17.5.09

Correspondência

Querido leitor,

Escrevo essa carta na esperança de que as letras não morram sem nascer.
Alguma vez na vida você já esteve tão perto da dor que simplesmente sentiu paz?
E de tanto pranto, secaram-se as lágrimas.
E de tanto amor, um rasgo se deu.
Falta-me a vitalidade do outro. Daquele que perece, num leito, sem ar nos pulmões.
Nessas ocasiões preparamos a fúnebre visita, última. Antes que tudo se torne póstumo e inerte.

Como se aceita que alguém partirá?
Como se canta sobre amores vindouros?
Porque a vida, minha vida, se encerra em lábios frágeis e moribundos. Daqueles que definham, daqueles que são magros. Daqueles já foram fortes e bradavam.
Hoje, caro leitor, se ponho minhas mãos sobre aquele corpo doente, o que recebo é um carinho circular. E mesmo em meio aos destroços, sinto minhas mãos envolvidas pelo enfermo que é mais bravo do que eu.

Eu morro de medo e ele morre de estar vivo. Já viveu sim, bastante, pois bem.
Agora, talvez seja o dia dos lírios findarem e da chuva cair sobre mim.
Leitor meu, lhe digo: não tenho palavras doces, nem nojentas.
Há uma despedida lenta e majestosa. Escorre pelas brechas de mim.

Se todos morrem, por que vivo?
Se todos vão, por que vim?
A minha beleza vem deles, daqueles que com cabelos brancos envelhecem ternamente.
Sepultarei minha origem. Pequena e linda.
Aquele que me deu ferramentas.

Um eco. Chamo e não há resposta.
Não vá, fique para sempre comigo.

6 comentários:

O Viajante disse...

Simplesmente lindo.....
Senti cada palavra, veio em minha mente cada despedida feita, ainda que poucas, contudo significativas....

Despedidas essas dos mais experientes e, de pessoas novas, mas, a pior para mim, foi a despedida de alguém que, era de perto e, foi para longe, porém, ainda vive.....

Gostei muito menina, um gigantesco abraço e, um enorme beijo!!

Patrícia Reina disse...

Há uma despedida lenta e majestosa.
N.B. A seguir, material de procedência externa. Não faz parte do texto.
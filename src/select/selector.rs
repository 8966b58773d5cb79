//! Directory selection and sorting.

use tracing::debug;

use crate::common::{Config, FileMap, FileRecord, Value};
use crate::select::compare::compare_sort_keys;
use crate::util::get_nested_property;
use crate::LOG_TARGET;

/// A selected file: its key in the file map plus a snapshot of its record.
///
/// The snapshot is taken before any page is materialized, so relocations
/// always copy the record as it was when the run started.
#[derive(Debug, Clone, PartialEq)]
pub struct PageEntry {
    pub path: String,
    pub record: FileRecord,
}

impl PageEntry {
    pub fn new(path: impl Into<String>, record: FileRecord) -> Self {
        Self {
            path: path.into(),
            record,
        }
    }

    /// Value of `field_path` for this file.
    ///
    /// Fields come from the record; a record with no `path` field of its own
    /// resolves `path` to the file's key.
    pub fn field(&self, field_path: &str) -> Option<Value> {
        get_nested_property(self.record.fields(), field_path)
            .cloned()
            .or_else(|| (field_path == "path").then(|| Value::from(self.path.as_str())))
    }
}

/// Collect every file under `<directory>/` and sort it by `sort_by`.
///
/// Returns an empty vector when nothing matches; callers treat that as a
/// no-op. The sort is stable, so files with equal or both-absent keys keep
/// their file-map order.
///
/// # Example
/// ```
/// use simple_pagination::{Config, FileMap, FileRecord};
/// use simple_pagination::select::select_files;
///
/// let files: FileMap = vec![
///     ("blog/a.md", FileRecord::new().with_field("weight", 2i64)),
///     ("blog/b.md", FileRecord::new().with_field("weight", 1i64)),
///     ("about.md", FileRecord::new()),
/// ]
/// .into_iter()
/// .collect();
///
/// let config = Config::default().with_sort_by("weight").with_reverse(false);
/// let selected = select_files(&files, &config);
/// let paths: Vec<_> = selected.iter().map(|e| e.path.as_str()).collect();
/// assert_eq!(paths, vec!["blog/b.md", "blog/a.md"]);
/// ```
pub fn select_files(files: &FileMap, config: &Config) -> Vec<PageEntry> {
    let prefix = format!("{}/", config.directory);

    let mut keyed: Vec<(Option<Value>, PageEntry)> = files
        .iter()
        .filter(|(path, _)| path.starts_with(&prefix))
        .map(|(path, record)| {
            let entry = PageEntry::new(path.clone(), record.clone());
            (entry.field(&config.sort_by), entry)
        })
        .collect();

    debug!(
        target: LOG_TARGET,
        "Found {} files in directory {}",
        keyed.len(),
        config.directory
    );
    if keyed.is_empty() {
        return Vec::new();
    }

    keyed.sort_by(|(a, _), (b, _)| compare_sort_keys(a.as_ref(), b.as_ref(), config.reverse));
    debug!(
        target: LOG_TARGET,
        "Files sorted by {} in {} order",
        config.sort_by,
        if config.reverse { "descending" } else { "ascending" }
    );

    keyed.into_iter().map(|(_, entry)| entry).collect()
}
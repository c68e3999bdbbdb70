use std::sync::Arc;

use snafu::prelude::*;

use crate::daemon::config::Configuration;
use crate::domain::entity::{NotificationMessage, TimerPhase};
use crate::domain::repository::notification::{GetNotificationError, InvalidSnafu};
use crate::domain::repository::NotificationRepository;

/// A [`NotificationRepository`] implementation which reads configuration files.
pub struct NotificationConfiguration {
    config: Arc<Configuration>,
}

impl NotificationConfiguration {
    /// Creates a new [`NotificationConfiguration`].
    pub fn new(config: Arc<Configuration>) -> Self {
        Self { config }
    }
}

#[async_trait::async_trait]
impl NotificationRepository for NotificationConfiguration {
    async fn completion_notification(
        &self,
        phase: TimerPhase,
    ) -> Result<NotificationMessage, GetNotificationError> {
        let section = self.config.notification.get(phase).clone();
        NotificationMessage::try_new(section.summary, section.body).context(InvalidSnafu)
    }
}

#[cfg(test)]
mod tests {
    use super::*;

    const CONTENT: &str = r#"
        [notification.work]
        summary = "Done"
        body = "Stretch a little"
        [notification.short_break]
        summary = "   "
        [notification.long_break]
        summary = "Back"
    "#;

    fn repository() -> NotificationConfiguration {
        NotificationConfiguration::new(Arc::new(toml::from_str(CONTENT).unwrap()))
    }

    #[tokio::test]
    async fn notification_configuration_get() {
        let message = repository()
            .completion_notification(TimerPhase::Work)
            .await
            .unwrap();
        assert_eq!(message.summary(), "Done");
        assert_eq!(message.body(), Some("Stretch a little"));

        let message = repository()
            .completion_notification(TimerPhase::LongBreak)
            .await
            .unwrap();
        assert_eq!(message.body(), None);
    }

    #[tokio::test]
    async fn notification_configuration_error_invalid() {
        assert!(matches!(
            repository()
                .completion_notification(TimerPhase::ShortBreak)
                .await,
            Err(GetNotificationError::Invalid { .. })
        ));
    }
}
Escorre pelas brechas de mim. pude ver a ida pelas suas suturas!

depois desse texto eu quis sentar com vc numa sala de casa de avó e pensar nisso tudo, falando nossas ânsias, olhando pros nossos próprios pés em cima do criado mudo.

Patrícia Reina disse...

... ou da mesinha de centro, que dá pras duas. (:

Miguel Del Castillo disse...

os girassóis, nessa hora, vão bem. vi o texto agora, depois que mandei.

"Alguma vez na vida você já esteve tão perto da dor que simplesmente sentiu paz?"
acho que sei como é.

"A minha beleza vem deles, daqueles que com cabelos brancos envelhecem ternamente."
que bonito isso. marejei.

Unknown disse...

Gentil. Esse era o nome do meu avô materno. Me lembrei imediatamente dele ao ler essa bela carta. Meu avô envelheceu ternamente. E se despediu dessa mesma maneira. E sim, a cada lembrança, ele permanece comigo.

Obrigada.
Beijos!

Felipe Reina disse...

Nossa! puxa...é bonito e dói. É bonito e dói.